Sunday, November 8, 2009

International Travel, Hot Showers, & Getting JB To Try New Foods

October 29th -30th: Thursday & Friday


My plane left Tanzania at 9:45 an unsurprising half hour late. The flight took just over two hours with short stop in Mwanza before continuing onto Uganda over Lake Victoria. That morning I had finished packing, found my bible, and hugged my goodbyes. Unity drive me to the airport where I checked on my action packer (weighing 20.3 kilos, only 0.3 kilos over the required limit. A fact I am proud of since I guessed not having a scale) saying goodbye is always a bitter-sweet thing. Sweet that I love these people enough to miss them but bitter, because I am leaving.


I landed in Uganda shortly after noon. It was raining. After passing through customs I loitered outside the airport sheltered from the rain by an overhanging ledge until a security guard said I couldn’t wait there any more. He led me away from the other dozen travelers waiting in the relative dry around the door and into the parking lot where he kindly brought me a plastic chair to sit in, though not a umbrella.


Jim found me thus some ten minutes later. We embraced and then drove to a hostel/restaurant where we met Derrick for lunch. I had amazing lasagna and coffee and chocolate ice cream for dessert. Derrick is the administrator for CURE hospital which treats kids in Mbale. After lunch we toured an impressive catholic hospital between Entebbe and Kampala. Afterwards Jim and I met JB (John Bosco) a Karamojong Translator from the clinic who Jim had invited to come down and spend a few days with us in Kampala. JB is a tall, thin, married with a young son and 19. He is incredibly good natured, with a smile almost constantly brightening his face.


We met Derrick then for Coffee in the most western place I have ever been here, Café Java. There we spent several minutes persuading JB to try some of our iced coffee, a theme which would persist through out the weekend.


That evening after checking into to the guest house where we would spend the night we met Derrick again for dinner at Krur, a Thai restaurant. There we persuaded JB to get a basic rice dish. I tried red Dahl something which was pretty good. It was my first time having Thai food and I though it was pretty good. Shortly before ten we went to the movie theater in Garden City where we watched Inglorious Basterds. Altogether not the best choice. A strange mix of violence, history, and dialogue, it was never the less not a good choice. That evening Jim took a look at my still swollen foot which not required painkillers regularly each day and more to sleep. He declared it puss free after some minor surgery although the dinner was doing a number on my bowels.

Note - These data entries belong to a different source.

//! Read path: resolve an image id to the bytes of its original or thumbnail.

use std::sync::Arc;

use bytes::Bytes;
use imagestore_core::constants::THUMBNAIL_CONTENT_TYPE;
use imagestore_db::ImageIndex;
use imagestore_storage::{ImageStore, StorageError};
use uuid::Uuid;

use super::catalog::CatalogError;

#[derive(Debug, Clone)]
pub struct ServedImage {
    pub bytes: Bytes,
    pub content_type: String,
}

#[derive(Clone)]
pub struct ServeService {
    store: ImageStore,
    index: Arc<dyn ImageIndex>,
}

impl ServeService {
    pub fn new(store: ImageStore, index: Arc<dyn ImageIndex>) -> Self {
        Self { store, index }
    }

    /// Every path is re-validated against the storage root before it is opened, even
    /// though it comes from the index.
    #[tracing::instrument(skip(self), fields(image_id = %id))]
    pub async fn serve(&self, id: Uuid, want_thumbnail: bool) -> Result<ServedImage, CatalogError> {
        let record = self.index.get(id).await?;

        let (rel, content_type) = if want_thumbnail {
            (record.thumbnail_relpath, THUMBNAIL_CONTENT_TYPE.to_string())
        } else {
            (record.original_relpath, record.content_type)
        };

        let bytes = self.store.read(&rel).await.map_err(|e| match e {
            StorageError::NotFound(_) => {
                tracing::warn!(path = %rel, "Indexed image is missing on disk");
                CatalogError::NotFound(id)
            }
            other => CatalogError::Storage(other),
        })?;

        Ok(ServedImage {
            bytes,
            content_type,
        })
    }
}
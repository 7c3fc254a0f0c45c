use imagestore_core::Config;

// Use mimalloc as the global allocator for better performance and lower fragmentation,
// especially when running on musl-based systems inside containers.
#[global_allocator]
static GLOBAL: mimalloc::MiMalloc = mimalloc::MiMalloc;

#[tokio::main]
async fn main() -> Result<(), anyhow::Error> {
    let config = Config::from_env()?;

    // Initialize the application (database, storage, services, routes)
    let (_state, router) = imagestore_api::setup::initialize_app(config.clone()).await?;

    imagestore_api::setup::server::start_server(&config, router).await?;

    Ok(())
}
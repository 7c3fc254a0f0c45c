//! Test fixtures: small encoded images built with the `image` crate.

use std::io::Cursor;

use image::{ImageFormat, Rgb, RgbImage};

fn encode(width: u32, height: u32, format: ImageFormat) -> Vec<u8> {
    let img = RgbImage::from_fn(width, height, |x, y| {
        Rgb([(x % 256) as u8, (y % 256) as u8, ((x + y) % 256) as u8])
    });
    let mut out = Cursor::new(Vec::new());
    img.write_to(&mut out, format)
        .expect("Failed to encode test image");
    out.into_inner()
}

/// Gradient PNG of the given dimensions.
pub fn create_test_png(width: u32, height: u32) -> Vec<u8> {
    encode(width, height, ImageFormat::Png)
}

pub fn create_test_jpeg(width: u32, height: u32) -> Vec<u8> {
    encode(width, height, ImageFormat::Jpeg)
}

/// Bytes that no supported decoder recognises.
pub fn create_garbage() -> Vec<u8> {
    b"this is definitely not an image".to_vec()
}
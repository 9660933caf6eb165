//! HTTP server setup and configuration.
//!
//! # Responsibilities
//! - Create Axum Router with all handlers
//! - Wire up middleware (tracing, timeout, request ID)
//! - Hand each API request to the orchestrator
//! - Mount the admin API when enabled
//! - Drain on shutdown

use std::sync::Arc;
use std::time::Duration;

use axum::{
    extract::State,
    http::HeaderMap,
    routing::{get, post},
    Json, Router,
};
use tokio::net::TcpListener;
use tower_http::{timeout::TimeoutLayer, trace::TraceLayer};

use crate::admin;
use crate::config::schema::{AdminConfig, CascadeConfig};
use crate::error::CascadeError;
use crate::http::request::{
    propagate_request_id_layer, set_request_id_layer, GeneralRequestBody, MethodRequestBody,
    RequestIdExt,
};
use crate::http::response::{ApiError, ResponseBody};
use crate::lifecycle::ShutdownSignal;
use crate::service::{CascadeRequest, Orchestrator};

/// Application state injected into handlers.
#[derive(Clone)]
pub struct AppState {
    pub orchestrator: Arc<Orchestrator>,
    pub admin: AdminConfig,
}

/// HTTP front of the breaker.
pub struct HttpServer {
    router: Router,
}

impl HttpServer {
    pub fn new(orchestrator: Arc<Orchestrator>, config: &CascadeConfig) -> Self {
        let state = AppState {
            orchestrator,
            admin: config.admin.clone(),
        };
        let router = Self::build_router(config, state);
        Self { router }
    }

    /// Build the Axum router with all middleware layers.
    #[allow(deprecated)]
    fn build_router(config: &CascadeConfig, state: AppState) -> Router {
        let mut router = Router::new()
            .route("/health", get(health))
            .route("/v1/request", post(general_handler))
            .route("/v1/get", post(get_handler))
            .route("/v1/post", post(post_handler))
            .route("/v1/put", post(put_handler))
            .route("/v1/delete", post(delete_handler));

        if config.admin.enabled {
            router = router.nest("/admin", admin::router(state.clone()));
        }

        router
            .with_state(state)
            .layer(TimeoutLayer::new(Duration::from_secs(
                config.listener.request_timeout_secs,
            )))
            .layer(propagate_request_id_layer())
            .layer(TraceLayer::new_for_http())
            .layer(set_request_id_layer())
    }

    /// The assembled router, for driving without a socket.
    pub fn router(&self) -> Router {
        self.router.clone()
    }

    /// Run the server until `shutdown` fires.
    pub async fn run(
        self,
        listener: TcpListener,
        mut shutdown: ShutdownSignal,
    ) -> Result<(), std::io::Error> {
        let addr = listener.local_addr()?;
        tracing::info!(address = %addr, "HTTP server starting");

        axum::serve(listener, self.router)
            .with_graceful_shutdown(async move { shutdown.recv().await })
            .await?;

        tracing::info!("HTTP server stopped");
        Ok(())
    }
}

async fn health() -> Json<serde_json::Value> {
    Json(serde_json::json!({ "status": "ok" }))
}

async fn general_handler(
    State(state): State<AppState>,
    headers: HeaderMap,
    Json(body): Json<GeneralRequestBody>,
) -> Result<Json<ResponseBody>, ApiError> {
    dispatch(&state, &headers, body).await
}

async fn get_handler(
    State(state): State<AppState>,
    headers: HeaderMap,
    Json(body): Json<MethodRequestBody>,
) -> Result<Json<ResponseBody>, ApiError> {
    dispatch(&state, &headers, body.with_method("GET")).await
}

async fn post_handler(
    State(state): State<AppState>,
    headers: HeaderMap,
    Json(body): Json<MethodRequestBody>,
) -> Result<Json<ResponseBody>, ApiError> {
    dispatch(&state, &headers, body.with_method("POST")).await
}

async fn put_handler(
    State(state): State<AppState>,
    headers: HeaderMap,
    Json(body): Json<MethodRequestBody>,
) -> Result<Json<ResponseBody>, ApiError> {
    dispatch(&state, &headers, body.with_method("PUT")).await
}

async fn delete_handler(
    State(state): State<AppState>,
    headers: HeaderMap,
    Json(body): Json<MethodRequestBody>,
) -> Result<Json<ResponseBody>, ApiError> {
    dispatch(&state, &headers, body.with_method("DELETE")).await
}

async fn dispatch(
    state: &AppState,
    headers: &HeaderMap,
    body: GeneralRequestBody,
) -> Result<Json<ResponseBody>, ApiError> {
    let request_id = headers.request_id();
    tracing::debug!(
        request_id = %request_id,
        method = %body.method,
        url = %body.url,
        "Handling request"
    );

    let request = CascadeRequest::try_from(body)?;
    match state.orchestrator.handle(request).await {
        Ok(response) => Ok(Json(ResponseBody::from(response))),
        Err(e) => {
            if matches!(e, CascadeError::CircuitBreakerOpen(_)) {
                tracing::debug!(request_id = %request_id, error = %e, "Request short-circuited");
            } else {
                tracing::warn!(request_id = %request_id, error = %e, "Request failed");
            }
            Err(ApiError(e))
        }
    }
}
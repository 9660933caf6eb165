//! Dependency graph subsystem.
//!
//! # Data Flow
//! ```text
//! request with requiring endpoint
//!     → manager.rs record_dependency (SADD requirings:<dependency> <dependent>)
//!     → new member? → ensure_subscribed(dependent) → status consumer on topic(dependent)
//!
//! breaker trips on <dependency>
//!     → manager.rs list_dependents (SMEMBERS requirings:<dependency>)
//!
//! status received on topic(dependent)
//!     → consumer relays to load_dependents(dependent), one hop further
//! ```

pub mod manager;

pub use manager::{load_dependents, DependencyGraph};
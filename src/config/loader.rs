//! Configuration loading from disk.

use std::fs;
use std::io::ErrorKind;
use std::path::Path;

use thiserror::Error;

use crate::config::schema::CascadeConfig;
use crate::config::validation::{validate_config, ValidationError};

/// Environment variable overriding `breaker.open_timeout_secs`.
pub const ENV_OPEN_TIMEOUT: &str = "CB_TIMEOUT";
/// Environment variable overriding `breaker.failure_threshold`.
pub const ENV_FAILURE_THRESHOLD: &str = "CB_MAX_CONSECUTIVE_FAILURES";
/// Environment variable overriding `broker.consumer_group`.
pub const ENV_CONSUMER_GROUP: &str = "CB_CONSUMER_GROUP";

/// Error type for configuration loading.
#[derive(Debug, Error)]
pub enum ConfigError {
    #[error("IO error: {0}")]
    Io(#[from] std::io::Error),

    #[error("Parse error: {0}")]
    Parse(#[from] toml::de::Error),

    #[error("invalid value for {name}: '{value}'")]
    Env { name: &'static str, value: String },

    #[error("Validation failed: {}", join(.0))]
    Validation(Vec<ValidationError>),
}

fn join(errors: &[ValidationError]) -> String {
    errors
        .iter()
        .map(ToString::to_string)
        .collect::<Vec<_>>()
        .join(", ")
}

/// Load and validate configuration from a TOML file.
///
/// A missing file yields the defaults. Environment overrides are applied
/// before validation.
pub fn load_config(path: &Path) -> Result<CascadeConfig, ConfigError> {
    let mut config = match fs::read_to_string(path) {
        Ok(content) => toml::from_str(&content)?,
        Err(e) if e.kind() == ErrorKind::NotFound => {
            tracing::warn!(path = %path.display(), "Config file not found, using defaults");
            CascadeConfig::default()
        }
        Err(e) => return Err(ConfigError::Io(e)),
    };

    apply_env_overrides(&mut config, |name| std::env::var(name).ok())?;
    validate_config(&config).map_err(ConfigError::Validation)?;

    Ok(config)
}

/// Apply `CB_TIMEOUT`, `CB_MAX_CONSECUTIVE_FAILURES` and `CB_CONSUMER_GROUP`
/// through `lookup`.
pub fn apply_env_overrides<F>(config: &mut CascadeConfig, lookup: F) -> Result<(), ConfigError>
where
    F: Fn(&str) -> Option<String>,
{
    if let Some(value) = lookup(ENV_OPEN_TIMEOUT) {
        config.breaker.open_timeout_secs = value.trim().parse().map_err(|_| ConfigError::Env {
            name: ENV_OPEN_TIMEOUT,
            value: value.clone(),
        })?;
    }
    if let Some(value) = lookup(ENV_FAILURE_THRESHOLD) {
        config.breaker.failure_threshold = value.trim().parse().map_err(|_| ConfigError::Env {
            name: ENV_FAILURE_THRESHOLD,
            value: value.clone(),
        })?;
    }
    if let Some(value) = lookup(ENV_CONSUMER_GROUP).filter(|v| !v.trim().is_empty()) {
        config.broker.consumer_group = value.trim().to_string();
    }
    Ok(())
}

#[cfg(test)]
mod tests {
    use super::*;
    use crate::config::schema::BackendKind;
    use std::io::Write;

    #[test]
    fn test_load_full_file() {
        let mut file = tempfile::NamedTempFile::new().unwrap();
        write!(
            file,
            r#"
[listener]
bind_address = "127.0.0.1:7000"

[breaker]
failure_threshold = 3
open_timeout_secs = 30

[store]
backend = "redis"
url = "redis://127.0.0.1:6666/0"

[[alternative_endpoints]]
endpoint = "http://a/x"
method = "GET"
alternatives = [{{ endpoint = "http://alt/x", method = "GET" }}]

[[exceptions]]
endpoint = "http://c/z"
method = "POST"
"#
        )
        .unwrap();

        let config = load_config(file.path()).unwrap();
        assert_eq!(config.listener.bind_address, "127.0.0.1:7000");
        assert_eq!(config.breaker.failure_threshold, 3);
        assert_eq!(config.breaker.open_timeout_secs, 30);
        assert_eq!(config.store.backend, BackendKind::Redis);
        assert_eq!(config.broker.backend, BackendKind::Memory);
        assert_eq!(config.alternative_endpoints[0].alternatives.len(), 1);
        assert_eq!(config.exceptions.len(), 1);
    }

    #[test]
    fn test_missing_file_uses_defaults() {
        let dir = tempfile::tempdir().unwrap();
        let config = load_config(&dir.path().join("absent.toml")).unwrap();
        assert_eq!(config.breaker.failure_threshold, 5);
        assert_eq!(config.breaker.open_timeout_secs, 60);
    }

    #[test]
    fn test_invalid_values_rejected() {
        let mut file = tempfile::NamedTempFile::new().unwrap();
        write!(file, "[breaker]\nfailure_threshold = 0\n").unwrap();
        assert!(matches!(
            load_config(file.path()),
            Err(ConfigError::Validation(_))
        ));

        let mut file = tempfile::NamedTempFile::new().unwrap();
        write!(file, "[breaker\n").unwrap();
        assert!(matches!(load_config(file.path()), Err(ConfigError::Parse(_))));
    }

    #[test]
    fn test_env_overrides() {
        let mut config = CascadeConfig::default();
        apply_env_overrides(&mut config, |name| match name {
            ENV_OPEN_TIMEOUT => Some("15".to_string()),
            ENV_FAILURE_THRESHOLD => Some(" 2 ".to_string()),
            ENV_CONSUMER_GROUP => Some("instance-a".to_string()),
            _ => None,
        })
        .unwrap();
        assert_eq!(config.breaker.open_timeout_secs, 15);
        assert_eq!(config.breaker.failure_threshold, 2);
        assert_eq!(config.broker.consumer_group, "instance-a");

        let err = apply_env_overrides(&mut config, |name| {
            (name == ENV_OPEN_TIMEOUT).then(|| "soon".to_string())
        })
        .unwrap_err();
        assert!(matches!(err, ConfigError::Env { name: ENV_OPEN_TIMEOUT, .. }));
    }
}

The next morning I took a hot shower and loaded our stuff in the car. We would be staying the next night in another GH in Kampala due to Jim’s inability to find cheap accommodations more than two nights in a row. That morning we ate breakfast in Café Java (pancakes for me. God bless panned cakes). Then we took a long walk through down town Kampala. While endowed with skyscrapers and traffic lights (shish no one follows incidentally) Kampala still is distinctly African. We say many large storks, looking like bald, sun-spotted old men of dubious intentions.


After that we wandered around Garden City for a short time, cigar hunting. Unfortunately we were unable to find any in sealed packaging capable of making the strenuous trip to Karamoja. For lunch we again met Derrick and a group headed by Jim’s good friend’s mother. The 11 of us ate at an Italian restaurant where I ordered a four cheese pizza with four un-pronounceable named cheeses which was delicious. Despite our best efforts to get JB to try something else new he ordered chicken and chips.


After lunch Jim and I went to a local gelato place for dessert where we bought JB a blueberry flavored scoop which we finished for him. We returned to the GH where earlier we had dropped the bags and while Jim napped JB and I watched Mr. Bean The Movie and I checked email. JB greatly enjoyed the movie. Still full from the late lunch we left the guest house in search of pool table. we found one in a bar where Jim and I were the only Whites. Jim and I began a game which soon revealed our lack of skill and threatened to end at dawn. However JB stepped in for me and brought about a swift completion to the game. Jim soon left because the cigarette smoke was making him ill. JB and I stayed and ordered more drinks. The bar had now filled with Africans all of whom seemed to know each other. JB and I played several more games against the locals and lost every single one, although I almost one but I missed the clincher shot. Jim came back several hours later and we departed and returned to the GH and slept soundly.